J'écrivais couché par terre, sur un gros rouleau de papier typo. Il roulait sur moi, je le retenais d'une main... de l'autre j'écrivais. C'était très amusant... " De sa genèse turbulente, le conte des Trois Gros tire sans doute sa fraîcheur naïve autant qu'espiègle. À la terrible et triple figure de l'ogre retranché en son palais, prêt à engloutir le monde entier quand ses sujets croupissent dans la misère, s'opposent une galerie de doubles grotesques ou facétieux, depuis Souok, la petite acrobate transformée en poupée, jusqu'au savant et courageux docteur Arniéri dont le reflet ridicule prend les traits d'un pitoyable professeur de danse, le sieur Hun de Troie.
Au pays des Trois Gros, les révolutionnaires ont des crinières de lion, les funambules changent de peau, les marchands de ballon se métamorphosent en gâteau à la crème ou tête de chou, les traîtres inventeurs en créatures velues. Même les ponts de fer, tels de gros chats, font le gros dos par-dessus la rivière. Seul au milieu de ce monde bruyant et carnavalesque, le petit prince héritier cherche à percevoir les battements de son coeur de fer...

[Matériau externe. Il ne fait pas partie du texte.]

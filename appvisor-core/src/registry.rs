use std::collections::HashMap;

use crate::app::App;
use crate::config::ConfigStore;
use crate::process::ProcState;

/// Identifies one connected control-plane client.
#[derive(Debug, Clone, Copy, PartialEq, Eq, Hash)]
pub struct SessionId(pub u64);

/// Opaque token granting a client override authority over one app.
#[derive(Debug, Clone, Copy, PartialEq, Eq, Hash)]
pub struct HandleId(pub u64);

#[derive(Debug)]
struct Entry {
    app: App,
    active: bool,
}

/// All known app containers, split into active (running or stopping) and
/// inactive, plus the client handle table.
///
/// Every app is in exactly one of the two sets; the `active` flag on the
/// entry is the single source of truth for membership.
#[derive(Debug, Default)]
pub struct Registry {
    apps: HashMap<String, Entry>,
    handles: HashMap<HandleId, (String, SessionId)>,
    next_handle: u64,
}

impl Registry {
    pub fn new() -> Self {
        Self::default()
    }

    /// Finds the app container, creating it from configuration if this is
    /// the first reference. A name with no configuration is not installed.
    pub fn get_or_create(&mut self, config: &ConfigStore, name: &str) -> crate::Result<&mut App> {
        if !self.apps.contains_key(name) {
            let app_config = config
                .app(name)
                .ok_or_else(|| crate::Error::NotInstalled(name.to_string()))?;
            self.apps.insert(
                name.to_string(),
                Entry { app: App::new(app_config.clone()), active: false },
            );
        }
        Ok(&mut self.apps.get_mut(name).unwrap().app)
    }

    pub fn app(&self, name: &str) -> Option<&App> {
        self.apps.get(name).map(|e| &e.app)
    }

    pub fn app_mut(&mut self, name: &str) -> Option<&mut App> {
        self.apps.get_mut(name).map(|e| &mut e.app)
    }

    pub fn is_active(&self, name: &str) -> bool {
        self.apps.get(name).is_some_and(|e| e.active)
    }

    pub fn active_app_mut(&mut self, name: &str) -> Option<&mut App> {
        self.apps
            .get_mut(name)
            .filter(|e| e.active)
            .map(|e| &mut e.app)
    }

    pub fn activate(&mut self, name: &str) {
        if let Some(entry) = self.apps.get_mut(name) {
            entry.active = true;
        }
    }

    pub fn deactivate(&mut self, name: &str) {
        if let Some(entry) = self.apps.get_mut(name) {
            entry.active = false;
        }
    }

    /// Active app owning the given PID, if any. Only active apps can own
    /// live processes.
    pub fn app_owning_pid(&self, pid: i32) -> Option<&str> {
        self.apps
            .iter()
            .find(|(_, e)| e.active && e.app.owns_pid(pid))
            .map(|(name, _)| name.as_str())
    }

    pub fn any_active(&self) -> bool {
        self.apps.values().any(|e| e.active)
    }

    pub fn next_active_name(&self) -> Option<String> {
        self.apps
            .iter()
            .find(|(_, e)| e.active)
            .map(|(name, _)| name.clone())
    }

    /// Removes an inactive app container. Returns None if the app is active
    /// or unknown.
    pub fn remove_inactive(&mut self, name: &str) -> Option<App> {
        if self.apps.get(name)?.active {
            return None;
        }
        self.handles.retain(|_, (app, _)| app != name);
        self.apps.remove(name).map(|e| e.app)
    }

    /// Removes an app container regardless of state, for the shutdown path.
    pub fn remove(&mut self, name: &str) -> Option<App> {
        self.handles.retain(|_, (app, _)| app != name);
        self.apps.remove(name).map(|e| e.app)
    }

    pub fn remove_all_inactive(&mut self) -> Vec<String> {
        let names: Vec<String> = self
            .apps
            .iter()
            .filter(|(_, e)| !e.active)
            .map(|(name, _)| name.clone())
            .collect();
        for name in &names {
            self.remove_inactive(name);
        }
        names
    }

    /// Grants the override handle for an app. At most one client may hold a
    /// handle per app at any time.
    pub fn create_handle(
        &mut self,
        config: &ConfigStore,
        name: &str,
        session: SessionId,
    ) -> crate::Result<HandleId> {
        let app = self.get_or_create(config, name)?;
        if app.owner().is_some() {
            return Err(crate::Error::AlreadyReferenced(name.to_string()));
        }
        app.set_owner(session);

        self.next_handle += 1;
        let handle = HandleId(self.next_handle);
        self.handles.insert(handle, (name.to_string(), session));
        Ok(handle)
    }

    /// Looks up the app a handle refers to, checking the caller owns it.
    pub fn handle_app(&self, handle: HandleId, session: SessionId) -> Option<&str> {
        self.handles
            .get(&handle)
            .filter(|(_, owner)| *owner == session)
            .map(|(app, _)| app.as_str())
    }

    /// Invalidates a handle and reverts every override it carried.
    pub fn release_handle(&mut self, handle: HandleId, session: SessionId) -> Option<String> {
        let (name, _) = self
            .handles
            .get(&handle)
            .filter(|(_, owner)| *owner == session)?
            .clone();
        self.handles.remove(&handle);
        if let Some(app) = self.app_mut(&name) {
            app.release_handle();
        }
        Some(name)
    }

    /// Cleans up after a disconnected client: handles are released with
    /// their overrides, and processes the client injected are removed.
    /// Returns the PIDs of injected processes that are still running and
    /// must be killed; their objects are dropped once the exits are reaped.
    pub fn drop_session(&mut self, session: SessionId) -> Vec<i32> {
        let released: Vec<HandleId> = self
            .handles
            .iter()
            .filter(|(_, (_, owner))| *owner == session)
            .map(|(h, _)| *h)
            .collect();
        for handle in released {
            self.release_handle(handle, session);
        }

        let mut doomed = Vec::new();
        for entry in self.apps.values_mut() {
            let names: Vec<String> = entry
                .app
                .procs()
                .filter(|p| p.injected_by() == Some(session))
                .map(|p| p.name().to_string())
                .collect();
            for name in names {
                let proc = entry.app.proc_mut(&name).unwrap();
                if proc.state() == ProcState::Running {
                    doomed.push(proc.pid().unwrap());
                    proc.orphan();
                } else {
                    entry.app.remove_proc(&name);
                }
            }
        }
        doomed
    }
}

#[cfg(test)]
mod tests {
    use super::*;
    use crate::config::SystemConfig;
    use crate::process::Proc;

    fn test_store() -> ConfigStore {
        let config: SystemConfig = serde_json::from_str(
            r#"{
                "apps": [
                    {"name": "alpha", "procs": [{"name": "a1", "command": "/bin/a1"}]},
                    {"name": "beta", "procs": [{"name": "b1", "command": "/bin/b1"}]}
                ]
            }"#,
        )
        .unwrap();
        ConfigStore::from_config(config)
    }

    #[test]
    fn test_lazy_creation_and_not_installed() {
        let store = test_store();
        let mut registry = Registry::new();

        assert!(registry.app("alpha").is_none());
        registry.get_or_create(&store, "alpha").unwrap();
        assert!(registry.app("alpha").is_some());
        assert!(!registry.is_active("alpha"));

        assert!(matches!(
            registry.get_or_create(&store, "ghost"),
            Err(crate::Error::NotInstalled(_))
        ));
    }

    #[test]
    fn test_active_inactive_exclusivity() {
        let store = test_store();
        let mut registry = Registry::new();
        registry.get_or_create(&store, "alpha").unwrap();

        assert!(!registry.is_active("alpha"));
        registry.activate("alpha");
        assert!(registry.is_active("alpha"));
        assert!(registry.any_active());

        // An active app cannot be removed through the inactive path.
        assert!(registry.remove_inactive("alpha").is_none());

        registry.deactivate("alpha");
        assert!(!registry.any_active());
        assert!(registry.remove_inactive("alpha").is_some());
        assert!(registry.app("alpha").is_none());
    }

    #[test]
    fn test_pid_lookup_covers_active_apps_only() {
        let store = test_store();
        let mut registry = Registry::new();
        registry.get_or_create(&store, "alpha").unwrap();
        registry.activate("alpha");
        registry
            .app_mut("alpha")
            .unwrap()
            .proc_mut("a1")
            .unwrap()
            .started(321);

        assert_eq!(registry.app_owning_pid(321), Some("alpha"));
        registry.deactivate("alpha");
        assert_eq!(registry.app_owning_pid(321), None);
    }

    #[test]
    fn test_single_handle_per_app() {
        let store = test_store();
        let mut registry = Registry::new();

        let h1 = registry.create_handle(&store, "alpha", SessionId(1)).unwrap();
        assert!(matches!(
            registry.create_handle(&store, "alpha", SessionId(2)),
            Err(crate::Error::AlreadyReferenced(_))
        ));

        // The owner can look it up; another session cannot.
        assert_eq!(registry.handle_app(h1, SessionId(1)), Some("alpha"));
        assert_eq!(registry.handle_app(h1, SessionId(2)), None);

        registry.release_handle(h1, SessionId(1)).unwrap();
        assert!(registry.create_handle(&store, "alpha", SessionId(2)).is_ok());
    }

    #[test]
    fn test_release_reverts_overrides() {
        let store = test_store();
        let mut registry = Registry::new();

        let h = registry.create_handle(&store, "alpha", SessionId(1)).unwrap();
        registry
            .app_mut("alpha")
            .unwrap()
            .proc_mut("a1")
            .unwrap()
            .set_run_override(false);

        registry.release_handle(h, SessionId(1));
        assert!(registry.app("alpha").unwrap().proc("a1").unwrap().effective_run());
    }

    #[test]
    fn test_drop_session_releases_handles_and_injected_procs() {
        let store = test_store();
        let mut registry = Registry::new();

        registry.create_handle(&store, "alpha", SessionId(9)).unwrap();

        let app = registry.app_mut("alpha").unwrap();
        let spec = serde_json::from_str(r#"{"name": "dbg", "command": "/bin/dbg"}"#).unwrap();
        app.add_proc(Proc::new_injected(spec, SessionId(9))).unwrap();
        app.proc_mut("dbg").unwrap().started(555);

        let spec = serde_json::from_str(r#"{"name": "idle", "command": "/bin/idle"}"#).unwrap();
        app.add_proc(Proc::new_injected(spec, SessionId(9))).unwrap();

        let doomed = registry.drop_session(SessionId(9));

        // The running injected proc is reported for killing and kept until
        // its exit is reaped; the stopped one is gone already.
        assert_eq!(doomed, vec![555]);
        let app = registry.app("alpha").unwrap();
        assert!(app.proc("dbg").is_some_and(|p| p.remove_on_exit()));
        assert!(app.proc("idle").is_none());

        // Handle was released with the session.
        assert_eq!(app.owner(), None);
        assert!(registry.create_handle(&store, "alpha", SessionId(2)).is_ok());
    }
}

Achevé en 1924, Les Trois Gros est le vrai premier roman de Iouri Olécha (1899-1960), le célèbre auteur de L'Envie. Si le dessein premier de l'écrivain était de " révolutionner le conte ", il apparaît fort heureusement que c'est le conte qui, sous sa plume, porte la révolution dans le roman. Dans les contes, les enfants se jouent toujours des ogres, les pauvresses deviennent reines et les petits tailleurs terrassent les géants.

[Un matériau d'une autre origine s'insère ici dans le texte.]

use clap::{Parser, Subcommand};
use std::path::PathBuf;

#[derive(Parser)]
#[command(name = "appvisor")]
#[command(about = "Application supervisor for embedded Linux devices", long_about = None)]
#[command(version)]
pub struct Cli {
    /// Control socket of the supervisor daemon
    #[arg(short, long, global = true)]
    pub socket: Option<PathBuf>,

    #[command(subcommand)]
    pub command: Command,
}

#[derive(Subcommand)]
pub enum Command {
    /// Start an installed application
    Start(AppArgs),

    /// Stop a running application
    Stop(AppArgs),

    /// Restart an application
    Restart(AppArgs),

    /// Remove an application's runtime state (the installer removes the payload)
    Remove(AppArgs),

    /// List installed applications and their states
    List,

    /// Show the state of one application
    Status(StatusArgs),

    /// Show per-process details of one application
    Info(StatusArgs),

    /// Show the supervisor version
    Version,

    /// Run a single process inside an application
    RunProc(RunProcArgs),

    /// Stop the whole framework (all apps, then all framework daemons)
    StopDaemon,

    /// Restart the whole framework
    RestartDaemon(RestartDaemonArgs),

    /// Run the supervisor daemon (internal use)
    #[command(hide = true)]
    Supervisor(SupervisorArgs),
}

#[derive(Parser)]
pub struct AppArgs {
    /// Application name
    pub name: String,
}

#[derive(Parser)]
pub struct StatusArgs {
    /// Application name
    pub name: String,

    /// Output as JSON
    #[arg(short, long)]
    pub json: bool,
}

#[derive(Parser)]
pub struct RunProcArgs {
    /// Application to run the process in
    pub app: String,

    /// Configured process name to run (or the name for an ad-hoc process)
    #[arg(short, long)]
    pub proc: Option<String>,

    /// Executable path (required unless --proc names a configured process)
    #[arg(short, long)]
    pub exec: Option<String>,

    /// Arguments passed to the executable
    #[arg(last = true)]
    pub args: Vec<String>,
}

#[derive(Parser)]
pub struct RestartDaemonArgs {
    /// Mark the restart as administrator-driven (distinct exit code)
    #[arg(long)]
    pub manual: bool,
}

#[derive(Parser)]
pub struct SupervisorArgs {
    /// Config file path
    #[arg(short, long, default_value = "/etc/appvisor/config.json")]
    pub config: PathBuf,

    /// Whether to start apps marked for automatic start ("auto" or "none")
    #[arg(short = 'a', long, default_value = "auto")]
    pub start_apps: String,

    /// Stay attached to the controlling terminal and parent process
    #[arg(short, long)]
    pub no_daemonize: bool,
}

Tous ces personnages sont bien ici au rendez-vous, mais pour affronter de nouvelles créatures qui fort heureusement, on le sait, n'existent qu'au pays des fées : gendarmes pétris de bêtise et de brutalité, agents provocateurs, bourgeoises égoïstes, artistes et intellectuels rangés au parti des tyrans. Champion de la métaphore, Olécha s'en donne à coeur joie, et d'emblée, en un feu d'artifice d'images insensées, trouve ce que le conte partage avec la révolution : ce formidable et simple pouvoir de faire tomber les masques.
Paul Lequesne.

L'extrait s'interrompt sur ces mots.